L-β-aminoisobutyric acid (L-BAIBA) in combination with voluntary wheel running exercise enhances musculoskeletal properties in middle-age male mice

Contracting skeletal muscles secrete the metabolite L-β-aminoisobutyric acid (L-BAIBA), which when supplemented in the diet can mitigate disuse-induced musculoskeletal dysfunction. However, the effects of L-BAIBA supplementation alone and combined with exercise on cardiac and musculoskeletal properties are currently unknown. We hypothesized that exercise with L-BAIBA supplementation would promote greater cardiac and musculoskeletal benefits than exercise alone. To investigate this hypothesis, we subjected 12-month-old (as a model of middle-age) male C57BL6 mice to voluntary wheel running (VWR) with L-BAIBA (100mg/kg/day) (VWR+L-BAIBA), VWR alone, L-BAIBA alone, or none (CTRL) for three months.
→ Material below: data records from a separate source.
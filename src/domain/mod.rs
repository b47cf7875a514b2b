//! Domain layer: the in-memory hierarchy container
//!
//! This layer is independent of external concerns (no I/O, no config loading).

pub mod arena;
pub mod builder;
pub mod error;
pub mod hierarchy;
pub mod query;

pub use arena::{Node, NodeId, PostOrderIterator, Tree, TreeIterator};
pub use error::{TreeError, TreeResult};
pub use hierarchy::HierarchyView;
After the intervention, conscious electrocardiogram showed slightly prolonged QTc in VWR+L-BAIBA mice compared to CTRL (p<0.05). Soleus muscles from VWR+L-BAIBA, but not VWR, were larger, contracted more forcefully, and contained more slow-oxidative type I myofibers compared to CTRL (p<0.05). In EDL muscle, VWR but not VWR+L-BAIBA improved fatigue resistance and caffeine-induced recovery (p<0.05). In bone, VWR+L-BAIBA but not VWR showed lower bone marrow adiposity, higher trabecular thickness, and connectivity, smaller bone diameter and Moment of Inertia, but higher Modulus of Elasticity than CTRL (p<0.05), suggesting L-BAIBA delays aging-induced periosteal expansion due to better bone material qualities. These findings suggest a physiological interaction between exercise and L-BAIBA supplementation to improve soleus muscle and bone properties and reduce bone marrow adiposity.